In any couple, there is usually one partner who keeps the communications with outsiders open, while the other surfs the waves that come their way to some degree. In my experiences with clients, there often is a huge gender difference when it comes to keeping up with social contacts outside the relationship or family, and in heterosexual couples this role most often falls to the woman, rather than the man.
That doesn’t mean that men don’t maintain contact with other people. Both men and women tend to have friends who they spend time with AWAY from their partner, but it’s often the women who keep in touch with those who connect with the couple as a whole. This is not really a big issue for the most part, but what if the couple breaks up or one of the partners has gone? The ones with the wider range of friends and acquaintances can keep going the way they did (usually the women), while the other partner (usually the men) will lose a lot of social contacts in the process.

Many of my male clients are in the older age bracket and tend to be on their own. My observation often shows that they have lost their partners at some point and are lost not only in terms of practical things that need to happen in their household, but they have found out the hard way that they were incapable to maintain the larger range of acquaintances without the help of that lost partner. Besides, the older we get, the fewer new friends we tend to make for lack of interest or opportunity.

Again, there seems to be a gender difference. My female clients seem to be surrounded by friends and go out much more than my male clients have contact and leave their homes.

Of course, this has a huge effect on the way a single male household is being run: the men spend much more time in their homes, and they have fewer visitors to entertain. Remember: these are generalisations based on my personal experience with clients and should by no means be regarded as gospel.
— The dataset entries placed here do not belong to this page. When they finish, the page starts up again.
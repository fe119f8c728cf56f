//! Configuration types for briefing-book builds.
//!
//! [`RenderConfig`] is the persisted, user-editable description of one
//! briefing book: where the Markdown lives, where the PDF goes, and how the
//! cover, running header and running footer look. It round-trips through a
//! YAML document with nested `cover`, `header` and `footer` sections.
//!
//! Loading is lenient: missing keys fall back to defaults field by field,
//! unknown keys are kept in `extra` maps so a save never drops data written
//! by a newer tool, and an unusable `input_folder` is reset to the default.
//!
//! Runtime collaborators (image resolver, renderers, progress callback)
//! are not part of this struct; they live in [`crate::build::BuildOptions`].

use crate::error::BriefingError;
use serde::{Deserialize, Serialize};
use std::collections::BTreeMap;
use std::path::{Path, PathBuf};
use tracing::{debug, info, warn};

/// Default input folder, relative to the working directory.
pub const DEFAULT_INPUT_FOLDER: &str = "inputs/";
/// Default output PDF path.
pub const DEFAULT_OUTPUT_FILE: &str = "machine_corps_policy_package.pdf";
/// Default font for every styled line.
pub const DEFAULT_FONT: &str = "Times New Roman";
/// Default cover background colour. Also the literal the base stylesheet carries.
pub const DEFAULT_COVER_BG: &str = "#0b2545";
/// Default cover top padding in points.
pub const DEFAULT_COVER_PADDING_TOP: f32 = 180.0;
/// Default header/footer band height in points.
pub const DEFAULT_BAND_HEIGHT: f32 = 20.0;
/// Default header/footer text colour.
pub const DEFAULT_BAND_COLOR: &str = "#000000";

type Extra = BTreeMap<String, serde_yaml::Value>;

// ── Styled lines ─────────────────────────────────────────────────────────

/// Horizontal alignment of a [`StyledLine`].
#[derive(Debug, Clone, Copy, PartialEq, Eq, Default, Serialize, Deserialize)]
#[serde(rename_all = "lowercase")]
pub enum Align {
    Left,
    #[default]
    Center,
    Right,
}

impl Align {
    /// The CSS `text-align` keyword.
    pub fn as_css(self) -> &'static str {
        match self {
            Align::Left => "left",
            Align::Center => "center",
            Align::Right => "right",
        }
    }
}

/// One line of text on the cover, in the header, or in the footer.
#[derive(Debug, Clone, PartialEq, Serialize, Deserialize)]
pub struct StyledLine {
    pub text: String,
    #[serde(default)]
    pub align: Align,
    #[serde(rename = "font", default = "default_font")]
    pub font_family: String,
    #[serde(rename = "size", default = "default_size")]
    pub size_pt: f32,
    #[serde(default)]
    pub bold: bool,
    #[serde(default)]
    pub italic: bool,
}

fn default_font() -> String {
    DEFAULT_FONT.to_string()
}

fn default_size() -> f32 {
    12.0
}

impl StyledLine {
    /// A centred, regular-weight line in the default font.
    pub fn new(text: impl Into<String>, size_pt: f32) -> Self {
        Self {
            text: text.into(),
            align: Align::Center,
            font_family: default_font(),
            size_pt,
            bold: false,
            italic: false,
        }
    }

    pub fn align(mut self, align: Align) -> Self {
        self.align = align;
        self
    }

    pub fn bold(mut self, bold: bool) -> Self {
        self.bold = bold;
        self
    }

    pub fn italic(mut self, italic: bool) -> Self {
        self.italic = italic;
        self
    }

    pub fn font(mut self, family: impl Into<String>) -> Self {
        self.font_family = family.into();
        self
    }
}

// ── Sections ─────────────────────────────────────────────────────────────

/// The full-page cover block.
#[derive(Debug, Clone, PartialEq, Serialize)]
pub struct CoverBlock {
    pub lines: Vec<StyledLine>,
    pub bg_color: String,
    pub padding_top: f32,
    #[serde(flatten)]
    pub extra: Extra,
}

impl Default for CoverBlock {
    fn default() -> Self {
        Self {
            lines: vec![
                StyledLine::new("THE MACHINE CORPS INITIATIVE", 56.0).bold(true),
                StyledLine::new("COMPLETE POLICY PACKAGE", 28.0),
                StyledLine::new("January 20, 2026", 18.0),
            ],
            bg_color: DEFAULT_COVER_BG.to_string(),
            padding_top: DEFAULT_COVER_PADDING_TOP,
            extra: Extra::new(),
        }
    }
}

/// A running header or footer band.
#[derive(Debug, Clone, PartialEq, Serialize)]
pub struct BandBlock {
    pub lines: Vec<StyledLine>,
    pub height: f32,
    pub color: String,
    #[serde(flatten)]
    pub extra: Extra,
}

impl BandBlock {
    fn with_lines(lines: Vec<StyledLine>) -> Self {
        Self {
            lines,
            height: DEFAULT_BAND_HEIGHT,
            color: DEFAULT_BAND_COLOR.to_string(),
            extra: Extra::new(),
        }
    }

    /// Default running header.
    pub fn default_header() -> Self {
        Self::with_lines(vec![StyledLine::new(
            "The Machine Corps Initiative – Complete Policy Package",
            10.0,
        )])
    }

    /// Default running footer; `{page}` becomes the live page number.
    pub fn default_footer() -> Self {
        Self::with_lines(vec![StyledLine::new("Page {page}", 10.0)])
    }
}

// ── RenderConfig ─────────────────────────────────────────────────────────

/// Everything needed to assemble one briefing book.
///
/// Built with [`RenderConfig::default()`], [`RenderConfig::builder()`], or
/// loaded from YAML with [`RenderConfig::load`].
///
/// # Example
/// ```rust
/// use briefing_book::RenderConfig;
///
/// let config = RenderConfig::builder()
///     .input_folder("briefs/")
///     .output_file("book.pdf")
///     .classification("CUI")
///     .build()
///     .unwrap();
/// assert_eq!(config.classification, "CUI");
/// ```
#[derive(Debug, Clone, PartialEq, Serialize, Deserialize)]
#[serde(from = "RawConfig")]
pub struct RenderConfig {
    /// Folder scanned for `.md` documents.
    pub input_folder: PathBuf,
    /// Destination PDF.
    pub output_file: PathBuf,
    /// Classification marking. Empty removes the banner entirely.
    pub classification: String,
    /// Skip the primary renderer and go straight to the fallback toolchain.
    pub use_latex_fallback: bool,
    pub cover: CoverBlock,
    pub header: BandBlock,
    pub footer: BandBlock,
    /// Keys this version does not understand, kept for round-tripping.
    #[serde(flatten)]
    pub extra: Extra,
}

impl Default for RenderConfig {
    fn default() -> Self {
        Self {
            input_folder: PathBuf::from(DEFAULT_INPUT_FOLDER),
            output_file: PathBuf::from(DEFAULT_OUTPUT_FILE),
            classification: String::new(),
            use_latex_fallback: false,
            cover: CoverBlock::default(),
            header: BandBlock::default_header(),
            footer: BandBlock::default_footer(),
            extra: Extra::new(),
        }
    }
}

impl RenderConfig {
    /// Create a new builder for `RenderConfig`.
    pub fn builder() -> RenderConfigBuilder {
        RenderConfigBuilder {
            config: Self::default(),
        }
    }

    /// Parse YAML text. Missing keys take defaults; unknown keys are kept.
    pub fn from_yaml_str(yaml: &str) -> Result<Self, serde_yaml::Error> {
        if yaml.trim().is_empty() {
            return Ok(Self::default());
        }
        serde_yaml::from_str(yaml)
    }

    /// Serialise to YAML text.
    pub fn to_yaml_string(&self) -> Result<String, serde_yaml::Error> {
        serde_yaml::to_string(self)
    }

    /// Load the configuration at `path`.
    ///
    /// When the file does not exist it is created with defaults. An
    /// `input_folder` that does not name an existing directory is reset to
    /// [`DEFAULT_INPUT_FOLDER`].
    pub fn load(path: impl AsRef<Path>) -> Result<Self, BriefingError> {
        let path = path.as_ref();
        if !path.exists() {
            warn!("{} not found – creating with defaults", path.display());
            let config = Self::default();
            config.save(path)?;
            return Ok(config);
        }

        let text = std::fs::read_to_string(path).map_err(|e| BriefingError::ConfigLoad {
            path: path.to_path_buf(),
            detail: e.to_string(),
        })?;
        let mut config = Self::from_yaml_str(&text).map_err(|e| BriefingError::ConfigLoad {
            path: path.to_path_buf(),
            detail: e.to_string(),
        })?;

        if !config.input_folder.is_dir() {
            warn!(
                "Invalid input_folder '{}' – resetting to default",
                config.input_folder.display()
            );
            config.input_folder = PathBuf::from(DEFAULT_INPUT_FOLDER);
        }

        debug!("Loaded configuration from {}", path.display());
        Ok(config)
    }

    /// Persist to `path` atomically (temp file + rename).
    pub fn save(&self, path: impl AsRef<Path>) -> Result<(), BriefingError> {
        let path = path.as_ref();
        let yaml = self.to_yaml_string().map_err(|e| BriefingError::ConfigSave {
            path: path.to_path_buf(),
            detail: e.to_string(),
        })?;

        if let Some(parent) = path.parent().filter(|p| !p.as_os_str().is_empty()) {
            std::fs::create_dir_all(parent).map_err(|e| BriefingError::OutputWriteFailed {
                path: path.to_path_buf(),
                source: e,
            })?;
        }

        let tmp_path = path.with_extension("yaml.tmp");
        std::fs::write(&tmp_path, yaml).map_err(|e| BriefingError::OutputWriteFailed {
            path: path.to_path_buf(),
            source: e,
        })?;
        std::fs::rename(&tmp_path, path).map_err(|e| BriefingError::OutputWriteFailed {
            path: path.to_path_buf(),
            source: e,
        })?;

        info!("Saved configuration to {}", path.display());
        Ok(())
    }
}

// ── Builder ──────────────────────────────────────────────────────────────

/// Builder for [`RenderConfig`].
#[derive(Debug)]
pub struct RenderConfigBuilder {
    config: RenderConfig,
}

impl RenderConfigBuilder {
    pub fn input_folder(mut self, folder: impl Into<PathBuf>) -> Self {
        self.config.input_folder = folder.into();
        self
    }

    pub fn output_file(mut self, file: impl Into<PathBuf>) -> Self {
        self.config.output_file = file.into();
        self
    }

    pub fn classification(mut self, marking: impl Into<String>) -> Self {
        self.config.classification = marking.into();
        self
    }

    pub fn use_latex_fallback(mut self, v: bool) -> Self {
        self.config.use_latex_fallback = v;
        self
    }

    pub fn cover_lines(mut self, lines: Vec<StyledLine>) -> Self {
        self.config.cover.lines = lines;
        self
    }

    pub fn cover_bg_color(mut self, color: impl Into<String>) -> Self {
        self.config.cover.bg_color = color.into();
        self
    }

    pub fn cover_padding_top(mut self, pt: f32) -> Self {
        self.config.cover.padding_top = pt.max(0.0);
        self
    }

    pub fn header_lines(mut self, lines: Vec<StyledLine>) -> Self {
        self.config.header.lines = lines;
        self
    }

    pub fn header_height(mut self, pt: f32) -> Self {
        self.config.header.height = pt.max(0.0);
        self
    }

    pub fn header_color(mut self, color: impl Into<String>) -> Self {
        self.config.header.color = color.into();
        self
    }

    pub fn footer_lines(mut self, lines: Vec<StyledLine>) -> Self {
        self.config.footer.lines = lines;
        self
    }

    pub fn footer_height(mut self, pt: f32) -> Self {
        self.config.footer.height = pt.max(0.0);
        self
    }

    pub fn footer_color(mut self, color: impl Into<String>) -> Self {
        self.config.footer.color = color.into();
        self
    }

    /// Build the configuration, validating colour values.
    pub fn build(self) -> Result<RenderConfig, BriefingError> {
        let c = &self.config;
        for (field, value) in [
            ("cover.bg_color", &c.cover.bg_color),
            ("header.color", &c.header.color),
            ("footer.color", &c.footer.color),
        ] {
            if !is_css_color(value) {
                return Err(BriefingError::InvalidConfig(format!(
                    "{field} must be a CSS colour, got {value:?}"
                )));
            }
        }
        Ok(self.config)
    }
}

/// Accepts `#rgb`, `#rrggbb`, `#rrggbbaa` and bare colour keywords.
fn is_css_color(value: &str) -> bool {
    match value.strip_prefix('#') {
        Some(hex) => {
            matches!(hex.len(), 3 | 4 | 6 | 8) && hex.chars().all(|c| c.is_ascii_hexdigit())
        }
        None => !value.is_empty() && value.chars().all(|c| c.is_ascii_alphabetic()),
    }
}

// ── Lenient deserialisation ──────────────────────────────────────────────

#[derive(Deserialize, Default)]
#[serde(default)]
struct RawConfig {
    input_folder: Option<serde_yaml::Value>,
    output_file: Option<PathBuf>,
    classification: Option<String>,
    use_latex_fallback: Option<bool>,
    cover: Option<RawCover>,
    header: Option<RawBand>,
    footer: Option<RawBand>,
    #[serde(flatten)]
    extra: Extra,
}

#[derive(Deserialize, Default)]
#[serde(default)]
struct RawCover {
    lines: Option<Vec<StyledLine>>,
    bg_color: Option<String>,
    padding_top: Option<f32>,
    #[serde(flatten)]
    extra: Extra,
}

#[derive(Deserialize, Default)]
#[serde(default)]
struct RawBand {
    lines: Option<Vec<StyledLine>>,
    height: Option<f32>,
    color: Option<String>,
    #[serde(flatten)]
    extra: Extra,
}

impl RawBand {
    fn merge_into(self, mut base: BandBlock) -> BandBlock {
        if let Some(lines) = self.lines {
            base.lines = lines;
        }
        if let Some(height) = self.height {
            base.height = height;
        }
        if let Some(color) = self.color {
            base.color = color;
        }
        base.extra = self.extra;
        base
    }
}

impl From<RawConfig> for RenderConfig {
    fn from(raw: RawConfig) -> Self {
        let mut config = RenderConfig::default();

        match raw.input_folder {
            Some(serde_yaml::Value::String(s)) if !s.trim().is_empty() => {
                config.input_folder = PathBuf::from(s);
            }
            Some(serde_yaml::Value::Null) | None => {}
            Some(other) => {
                warn!("Malformed input_folder {other:?} – resetting to default");
            }
        }
        if let Some(output) = raw.output_file {
            config.output_file = output;
        }
        if let Some(marking) = raw.classification {
            config.classification = marking;
        }
        if let Some(v) = raw.use_latex_fallback {
            config.use_latex_fallback = v;
        }
        if let Some(cover) = raw.cover {
            if let Some(lines) = cover.lines {
                config.cover.lines = lines;
            }
            if let Some(bg) = cover.bg_color {
                config.cover.bg_color = bg;
            }
            if let Some(pt) = cover.padding_top {
                config.cover.padding_top = pt;
            }
            config.cover.extra = cover.extra;
        }
        if let Some(header) = raw.header {
            config.header = header.merge_into(config.header);
        }
        if let Some(footer) = raw.footer {
            config.footer = footer.merge_into(config.footer);
        }
        config.extra = raw.extra;
        config
    }
}
//! Stylesheet resolution: merge configuration values into the base template.
//!
//! The template carries literal tokens that are replaced verbatim, every
//! occurrence:
//!
//! | Token | Replaced with |
//! |-------|---------------|
//! | `margin-top: 20pt;` | header height + 20 |
//! | `margin-bottom: 20pt;` | footer height + 20 |
//! | `background: #0b2545;` | cover background colour |
//! | `padding-top: 180pt;` | cover top padding |
//! | `content: "";` | classification marking (only when non-empty) |
//!
//! With an empty classification the whole banner block between
//! [`BANNER_BEGIN`] and [`BANNER_END`] is cut out, so neither the banner nor
//! the page space reserved for it survives. If either sentinel is missing
//! the template is left as it is.

use crate::config::RenderConfig;
use once_cell::sync::Lazy;
use regex::Regex;
use tracing::debug;

/// The bundled print stylesheet template.
pub const BASE_STYLESHEET: &str = include_str!("../../assets/styles.css");

pub const BANNER_BEGIN: &str = "/* BEGIN classification-banner */";
pub const BANNER_END: &str = "/* END classification-banner */";

pub const HEADER_MARGIN_TOKEN: &str = "margin-top: 20pt;";
pub const FOOTER_MARGIN_TOKEN: &str = "margin-bottom: 20pt;";
pub const COVER_BG_TOKEN: &str = "background: #0b2545;";
pub const COVER_PADDING_TOKEN: &str = "padding-top: 180pt;";
pub const BANNER_CONTENT_TOKEN: &str = "content: \"\";";

/// Added to the configured header/footer height to get the page margin.
pub const BAND_MARGIN_OFFSET_PT: f32 = 20.0;

static RE_BANNER_BLOCK: Lazy<Regex> = Lazy::new(|| {
    Regex::new(&format!(
        r"(?s){}.*?{}[ \t]*\n?",
        regex::escape(BANNER_BEGIN),
        regex::escape(BANNER_END)
    ))
    .unwrap()
});

/// Resolve `template` against `config`.
pub fn resolve_styles(template: &str, config: &RenderConfig) -> String {
    let header_margin = config.header.height + BAND_MARGIN_OFFSET_PT;
    let footer_margin = config.footer.height + BAND_MARGIN_OFFSET_PT;

    let css = template
        .replace(HEADER_MARGIN_TOKEN, &format!("margin-top: {header_margin}pt;"))
        .replace(FOOTER_MARGIN_TOKEN, &format!("margin-bottom: {footer_margin}pt;"))
        .replace(COVER_BG_TOKEN, &format!("background: {};", config.cover.bg_color))
        .replace(
            COVER_PADDING_TOKEN,
            &format!("padding-top: {}pt;", config.cover.padding_top),
        );

    if config.classification.is_empty() {
        excise_banner(&css)
    } else {
        css.replace(
            BANNER_CONTENT_TOKEN,
            &format!("content: \"{}\";", escape_css_string(&config.classification)),
        )
    }
}

/// Resolve the bundled [`BASE_STYLESHEET`].
pub fn resolve_default_styles(config: &RenderConfig) -> String {
    resolve_styles(BASE_STYLESHEET, config)
}

/// Remove the classification banner block, sentinels included.
pub fn excise_banner(css: &str) -> String {
    if !RE_BANNER_BLOCK.is_match(css) {
        debug!("Classification banner sentinels not found; stylesheet left intact");
        return css.to_string();
    }
    RE_BANNER_BLOCK.replace_all(css, "").into_owned()
}

/// Escape text for a double-quoted CSS string.
///
/// Quotes and backslashes are escaped so the string cannot terminate early,
/// and `<`, `>`, `&` become hex escapes so the stylesheet stays inert when
/// embedded in a `<style>` element. The rendered characters are unchanged.
pub fn escape_css_string(s: &str) -> String {
    let mut out = String::with_capacity(s.len());
    for c in s.chars() {
        match c {
            '"' => out.push_str("\\22 "),
            '\\' => out.push_str("\\5C "),
            '<' => out.push_str("\\3C "),
            '>' => out.push_str("\\3E "),
            '&' => out.push_str("\\26 "),
            '\n' => out.push_str("\\A "),
            c if c.is_control() => {}
            c => out.push(c),
        }
    }
    out
}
Those men who find themselves in this particular situation have a couple of things in common: they often struggle with keeping their homes tidy to start with – simply because they never had to do it and don’t actually realise that things like doing the dishes or laundry day are regular occurrences that need looking after. As mentioned in previous blogs, men also tend to have different hobbies and use their space differently than women do. While women’s collections tend to be more based on perceived practical use and therefore are more akin to ‘accumulations of like things’, men’s collections are much more ‘consciously acquired things’.

This has a classic side-effect when it comes to decluttering: women may come to realise that the practical use of an item has ceased and the item can be let go. For men this rarely happens because the overriding reason for bringing an item in and hanging on to it is based on the ideas of ‘completion’ and ‘achievement’. And those form an integral part of the client’s psychological makeup that has associated those items with a sense of self-worth and pride.
In addition, these precious items are often the only friends they have left who are available at all times and without any more effort than walking into the other room, a very appealing aspect of any collection.

As you can see, the element of assigning emotional support to the items we own is a very powerful one. That said, it is not unique to men, of course: women just tend to have different types of object, think shoes/clothes, a presentable home, a beautiful garden, ability to prepare a meal, and similar that are more aligned with traditional role distribution at home. None of this is objectively clean-cut: men might be avid gardeners and women enjoy a spot of soldering in the garage.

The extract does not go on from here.